Inizia con questo contributo l’esperimento (assai ardito e della cui complessità siamo pienamente consapevoli) di produrre una ontologia per l’intelligence in generale e per la Intelligence Community italiana in particolare. Sperando anche che possa servire alla analisi della norma stessa.”
Leggi il contributo di Giovanni Nacci (fonte: Intus Legere)
Vedi la diagrammazione dell’Art. 1 della Legge (fonte: Intus Legere)
Vedi la diagrammazione dell’Art. 4, comma 3, della Legge (fonte: Intus Legere)
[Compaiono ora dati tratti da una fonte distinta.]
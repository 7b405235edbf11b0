//! HTTP server setup and configuration.
//!
//! # Responsibilities
//! - Create Axum Router with the relay, liveness and health handlers
//! - Wire up middleware (request ID, tracing, CORS, timeout)
//! - Enforce the body size limit while reading the relay body
//! - Render timeouts and body-read failures as JSON errors
//! - Bind server to listener and serve until shutdown
//! - Log and measure every relay call

use axum::{
    body::Body,
    error_handling::HandleErrorLayer,
    extract::{ConnectInfo, State},
    http::{HeaderMap, Method},
    response::{IntoResponse, Response},
    routing::{any, get},
    BoxError, Router,
};
use http_body_util::{BodyExt, LengthLimitError, Limited};
use std::net::SocketAddr;
use std::sync::Arc;
use std::time::{Duration, Instant};
use tokio::net::TcpListener;
use tower::{timeout::error::Elapsed, timeout::TimeoutLayer, ServiceBuilder};
use tower_http::{
    cors::CorsLayer,
    request_id::{PropagateRequestIdLayer, SetRequestIdLayer},
    trace::TraceLayer,
};

use crate::config::RelayConfig;
use crate::error::{ErrorCategory, RelayError};
use crate::http::request::{request_id, UuidRequestId, X_REQUEST_ID};
use crate::http::response;
use crate::lifecycle::ShutdownSignal;
use crate::observability::metrics;
use crate::relay::{Relay, RelayPolicy, UpstreamClient};

/// Application state injected into handlers.
#[derive(Clone)]
pub struct AppState {
    pub relay: Arc<Relay>,
    pub max_body_bytes: usize,
}

/// Failure while assembling the server from configuration.
#[derive(Debug, thiserror::Error)]
pub enum ServerError {
    #[error(transparent)]
    Config(#[from] crate::config::ConfigError),

    #[error("failed to build upstream client: {0}")]
    Client(#[from] reqwest::Error),
}

/// HTTP server for the relay.
pub struct HttpServer {
    router: Router,
    config: RelayConfig,
}

impl HttpServer {
    /// Create a new HTTP server with the given configuration.
    pub fn new(config: RelayConfig) -> Result<Self, ServerError> {
        let policy = RelayPolicy::from_config(&config.relay)?;
        if policy.access.is_enforced() && !policy.access.has_key() {
            tracing::warn!("Access key enforcement is on but no key is configured; every relay call will be rejected");
        }

        let upstream = UpstreamClient::new(&config.upstream)?;

        let state = AppState {
            relay: Arc::new(Relay::new(policy, upstream)),
            max_body_bytes: config.limits.max_body_bytes,
        };

        let router = Self::build_router(&config, state);
        Ok(Self { router, config })
    }

    /// Build the Axum router with all middleware layers.
    fn build_router(config: &RelayConfig, state: AppState) -> Router {
        let router = Router::new()
            .route("/relay", any(relay_handler))
            .route("/health", get(response::health))
            .route("/", get(response::liveness))
            .with_state(state)
            .layer(
                ServiceBuilder::new()
                    .layer(HandleErrorLayer::new(handle_layer_error))
                    .layer(TimeoutLayer::new(Duration::from_secs(config.timeouts.request_secs))),
            );

        let router = if config.cors.enabled {
            router.layer(CorsLayer::permissive())
        } else {
            router
        };

        router
            .layer(PropagateRequestIdLayer::new(X_REQUEST_ID))
            .layer(TraceLayer::new_for_http())
            .layer(SetRequestIdLayer::new(X_REQUEST_ID, UuidRequestId))
    }

    /// Run the server, accepting connections on the given listener.
    pub async fn run(self, listener: TcpListener, shutdown: ShutdownSignal) -> Result<(), std::io::Error> {
        let addr = listener.local_addr()?;
        tracing::info!(
            address = %addr,
            "HTTP server starting"
        );

        let app = self.router.into_make_service_with_connect_info::<SocketAddr>();

        axum::serve(listener, app)
            .with_graceful_shutdown(shutdown.recv())
            .await?;

        tracing::info!("HTTP server stopped");
        Ok(())
    }

    /// The fully layered router, for in-process testing.
    pub fn router(&self) -> Router {
        self.router.clone()
    }

    /// Get a reference to the config.
    pub fn config(&self) -> &RelayConfig {
        &self.config
    }
}

/// Render middleware failures as JSON relay errors.
async fn handle_layer_error(err: BoxError) -> Response {
    let err = if err.is::<Elapsed>() {
        RelayError::RequestTimeout("no response within the inbound request timeout".into())
    } else {
        RelayError::Internal(err.to_string())
    };
    tracing::warn!(error = %err, details = ?err.details(), "Request aborted by middleware");
    err.into_response()
}

/// Buffer the relay body, distinguishing an over-limit body from a broken one.
async fn read_body(body: Body, limit: usize) -> Result<axum::body::Bytes, RelayError> {
    match Limited::new(body, limit).collect().await {
        Ok(collected) => Ok(collected.to_bytes()),
        Err(e) if e.is::<LengthLimitError>() => Err(RelayError::PayloadTooLarge(e.to_string())),
        Err(e) => Err(RelayError::InvalidBody(format!("failed to read request body: {e}"))),
    }
}

/// Relay handler: reads the body, runs the relay pipeline, renders the result.
async fn relay_handler(
    State(state): State<AppState>,
    ConnectInfo(addr): ConnectInfo<SocketAddr>,
    method: Method,
    headers: HeaderMap,
    body: Body,
) -> Response {
    let start_time = Instant::now();
    let request_id = request_id(&headers).to_string();

    tracing::info!(
        request_id = %request_id,
        client = %addr,
        method = %method,
        "Relay request received"
    );

    let result = match read_body(body, state.max_body_bytes).await {
        Ok(bytes) => state.relay.relay(&method, &headers, &bytes).await,
        Err(e) => Err(e),
    };

    let response = match result {
        Ok(reply) => reply.into_response(),
        Err(err) => {
            match err.category() {
                ErrorCategory::Upstream => {
                    tracing::error!(request_id = %request_id, error = %err, details = ?err.details(), "Relay failed");
                    metrics::record_upstream_error(match err {
                        RelayError::Timeout(_) => "timeout",
                        RelayError::MalformedResponse(_) => "decode",
                        RelayError::InvalidMethod(_) | RelayError::InvalidToken => "build",
                        _ => "transport",
                    });
                }
                _ => tracing::warn!(request_id = %request_id, error = %err, "Relay rejected"),
            }
            err.into_response()
        }
    };

    tracing::info!(
        request_id = %request_id,
        status = response.status().as_u16(),
        elapsed_ms = start_time.elapsed().as_millis() as u64,
        "Relay request completed"
    );
    metrics::record_relay(method.as_str(), response.status().as_u16(), start_time);

    response
}

#[cfg(test)]
mod tests {
    use super::*;
    use axum::body::Bytes;
    use axum::extract::connect_info::MockConnectInfo;
    use axum::http::{Request, StatusCode};
    use futures_util::stream;
    use serde_json::{json, Value};
    use tower::ServiceExt;

    fn server(configure: impl FnOnce(&mut RelayConfig)) -> Router {
        let mut config = RelayConfig::default();
        config.relay.access_key = Some("relay-key".into());
        config.upstream.use_system_proxy = false;
        configure(&mut config);

        HttpServer::new(config)
            .unwrap()
            .router()
            .layer(MockConnectInfo(SocketAddr::from(([127, 0, 0, 1], 40000))))
    }

    async fn call(router: Router, request: Request<Body>) -> (StatusCode, HeaderMap, Value) {
        let response = router.oneshot(request).await.unwrap();
        let status = response.status();
        let headers = response.headers().clone();
        let bytes = axum::body::to_bytes(response.into_body(), usize::MAX).await.unwrap();
        let body = serde_json::from_slice(&bytes).unwrap_or(Value::Null);
        (status, headers, body)
    }

    fn relay_request(key: Option<&str>, body: Value) -> Request<Body> {
        let mut builder = Request::builder()
            .method("POST")
            .uri("/relay")
            .header("content-type", "application/json");
        if let Some(key) = key {
            builder = builder.header("x-api-key", key);
        }
        builder.body(Body::from(body.to_string())).unwrap()
    }

    #[tokio::test]
    async fn liveness_is_plain_text() {
        let res = server(|_| {})
            .oneshot(Request::get("/").body(Body::empty()).unwrap())
            .await
            .unwrap();

        assert_eq!(res.status(), StatusCode::OK);
        let bytes = axum::body::to_bytes(res.into_body(), usize::MAX).await.unwrap();
        assert_eq!(&bytes[..], response::LIVENESS_TEXT.as_bytes());
    }

    #[tokio::test]
    async fn health_reports_version() {
        let (status, _, body) =
            call(server(|_| {}), Request::get("/health").body(Body::empty()).unwrap()).await;
        assert_eq!(status, StatusCode::OK);
        assert_eq!(body["status"], "ok");
        assert_eq!(body["version"], env!("CARGO_PKG_VERSION"));
    }

    #[tokio::test]
    async fn wrong_key_is_unauthorized() {
        let (status, _, body) = call(
            server(|_| {}),
            relay_request(Some("nope"), json!({ "url": "http://x.test", "token": "t" })),
        )
        .await;

        assert_eq!(status, StatusCode::UNAUTHORIZED);
        assert_eq!(body["error"], "Unauthorized: invalid API key");
    }

    #[tokio::test]
    async fn unset_key_rejects_everything() {
        let (status, _, _) = call(
            server(|c| c.relay.access_key = None),
            relay_request(Some(""), json!({ "url": "http://x.test", "token": "t" })),
        )
        .await;
        assert_eq!(status, StatusCode::UNAUTHORIZED);
    }

    #[tokio::test]
    async fn missing_url_is_bad_request() {
        let (status, _, body) =
            call(server(|_| {}), relay_request(Some("relay-key"), json!({ "token": "t" }))).await;

        assert_eq!(status, StatusCode::BAD_REQUEST);
        assert_eq!(body["error"], "URL is required");
    }

    #[tokio::test]
    async fn missing_token_is_bad_request() {
        let (status, _, body) = call(
            server(|_| {}),
            relay_request(Some("relay-key"), json!({ "url": "http://x.test", "token": "\r\n " })),
        )
        .await;

        assert_eq!(status, StatusCode::BAD_REQUEST);
        assert_eq!(body["error"], "Token is required");
    }

    #[tokio::test]
    async fn enforcement_can_be_disabled() {
        let (status, _, body) = call(
            server(|c| c.relay.enforce_access_key = false),
            relay_request(None, json!({})),
        )
        .await;

        // Passed the key check, stopped at validation.
        assert_eq!(status, StatusCode::BAD_REQUEST);
        assert_eq!(body["error"], "URL is required");
    }

    #[tokio::test]
    async fn empty_body_is_treated_as_empty_mapping() {
        let request = Request::post("/relay")
            .header("x-api-key", "relay-key")
            .body(Body::empty())
            .unwrap();
        let (status, _, body) = call(server(|_| {}), request).await;

        assert_eq!(status, StatusCode::BAD_REQUEST);
        assert_eq!(body["error"], "URL is required");
    }

    #[tokio::test]
    async fn oversized_body_is_rejected_as_json() {
        let big = "x".repeat(256);
        let (status, _, body) = call(
            server(|c| c.limits.max_body_bytes = 64),
            relay_request(Some("relay-key"), json!({ "url": "http://x.test", "token": big })),
        )
        .await;

        assert_eq!(status, StatusCode::PAYLOAD_TOO_LARGE);
        assert_eq!(body["error"], "Request body too large");
    }

    #[tokio::test]
    async fn invalid_method_override_is_a_server_error() {
        let (status, _, body) = call(
            server(|c| c.relay.enforce_access_key = false),
            relay_request(
                None,
                json!({ "url": "http://127.0.0.1:9/", "token": "t", "method": "GE T" }),
            ),
        )
        .await;

        assert_eq!(status, StatusCode::INTERNAL_SERVER_ERROR);
        assert_eq!(body["error"], "Invalid method");
        assert!(body["details"].as_str().unwrap().contains("GE T"));
    }

    #[tokio::test]
    async fn unencodable_token_is_a_server_error() {
        let (status, _, body) = call(
            server(|c| c.relay.enforce_access_key = false),
            relay_request(None, json!({ "url": "http://127.0.0.1:9/", "token": "to\u{7f}k" })),
        )
        .await;

        assert_eq!(status, StatusCode::INTERNAL_SERVER_ERROR);
        assert_eq!(body["error"], "Invalid token");
    }

    #[tokio::test]
    async fn broken_body_stream_is_bad_request() {
        let chunks: Vec<Result<Bytes, std::io::Error>> = vec![
            Ok(Bytes::from_static(b"{\"url\":")),
            Err(std::io::Error::new(std::io::ErrorKind::ConnectionReset, "client went away")),
        ];
        let request = Request::post("/relay")
            .header("x-api-key", "relay-key")
            .body(Body::from_stream(stream::iter(chunks)))
            .unwrap();
        let (status, _, body) = call(server(|_| {}), request).await;

        assert_eq!(status, StatusCode::BAD_REQUEST);
        assert_eq!(body["error"], "Invalid request body");
        assert!(body["details"].as_str().unwrap().contains("client went away"));
    }

    #[tokio::test]
    async fn stalled_upload_times_out_as_json() {
        let request = Request::post("/relay")
            .header("x-api-key", "relay-key")
            .body(Body::from_stream(stream::pending::<Result<Bytes, std::io::Error>>()))
            .unwrap();
        let (status, headers, body) =
            call(server(|c| c.timeouts.request_secs = 1), request).await;

        assert_eq!(status, StatusCode::REQUEST_TIMEOUT);
        assert_eq!(body["error"], "Request timed out");
        assert!(headers.contains_key(X_REQUEST_ID));
    }

    #[tokio::test]
    async fn responses_carry_request_id() {
        let (_, headers, _) =
            call(server(|_| {}), relay_request(Some("relay-key"), json!({}))).await;
        assert!(headers.contains_key(X_REQUEST_ID));

        let request = Request::get("/health")
            .header("x-request-id", "caller-chosen")
            .body(Body::empty())
            .unwrap();
        let (_, headers, _) = call(server(|_| {}), request).await;
        assert_eq!(headers[X_REQUEST_ID], "caller-chosen");
    }

    #[tokio::test]
    async fn preflight_is_answered_when_cors_enabled() {
        let preflight = || {
            Request::builder()
                .method("OPTIONS")
                .uri("/relay")
                .header("origin", "https://app.example")
                .header("access-control-request-method", "POST")
                .body(Body::empty())
                .unwrap()
        };

        let response = server(|_| {}).oneshot(preflight()).await.unwrap();
        assert_eq!(response.status(), StatusCode::OK);
        assert!(response.headers().contains_key("access-control-allow-origin"));

        let response = server(|c| c.cors.enabled = false)
            .oneshot(preflight())
            .await
            .unwrap();
        assert!(!response.headers().contains_key("access-control-allow-origin"));
    }
}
Ottobre 17, 2007 alle 8:24 pm |
Ma che pagliacciata è questa? Un modo per farsi notare e sperare in una qualche “chiamata”??
..cose da pazzi..
Un’accozzaglia di termini senza senso e senza continuità di pensiero o di idee.
Ma che idea avete dell’utente medio del web? Una specie di piccolo demente?
Ottobre 18, 2007 alle 11:43 am |
Egregio Signor (o signora) Marinoff,
spiace che abbia voluto definire tutto ciò come una “pagliacciata”. Spiace abbia voluto usare parole come “cosa da pazzi” o “accozzaglia di termini senza senso”, eccetera. Ma le critiche – quelle “costruttive” ed anche quelle “distruttive” – vanno prese così come sono e pertanto – in sede di moderazione – è stato deciso di pubblicare anche la sua opinione.
Due cose però, per ulteriore chiarezza: la prima è che nessuno ha interesse nello sperare in una qualche “chiamata” (se ho ben inteso a cosa si riferisce)… per fortuna ci vuol ben altro che un semplice post su un Blog per farsi “notare” e “chiamare” (in questo come in tanti altri settori della vita professionale e sociale).
La seconda è che (di nuovo) nessuno ha l’interesse a definire l’ utente medio del web come “un piccolo demente”, semplicemente perché questo non è affatto vero. Questo termine l’ha usato lei: nessuno qui la pensa in questo modo. L’utente medio sa pensare e scegliere autonomamente. Quindi pensa e sceglie, nella maggior parte dei casi usando modi sufficientemente corretti.
Cordiali saluti.
Luglio 31, 2008 alle 9:50 am |
Vorrei esprimere il mio personale parere di approvazione e mi complimento, anche se un pò in ritardo vista la data di pubblicazione, per le acute e costruttive critiche fatte dal prof. Giaconi alla nuova legge di riforma dei servizi. Concordo pienamente sul fatto che i Servizi non vanno imbrigliati in un labirinto di leggi e leggine, al “servizio” della classe politica. Deve essere pronto, operativo e tempestivo nell’intervenire. Il diagramma di comando è troppo complesso e rischia di rallentare notevolmente le loro azioni ed il loro operato. Sarei grato/a di leggere ulteriori articoli di questo tipo da parte del Prof. sull’argomento (e non me ne vogliano gli altri magari altrettanto bravi e competenti). Grazie e cordiali saluti.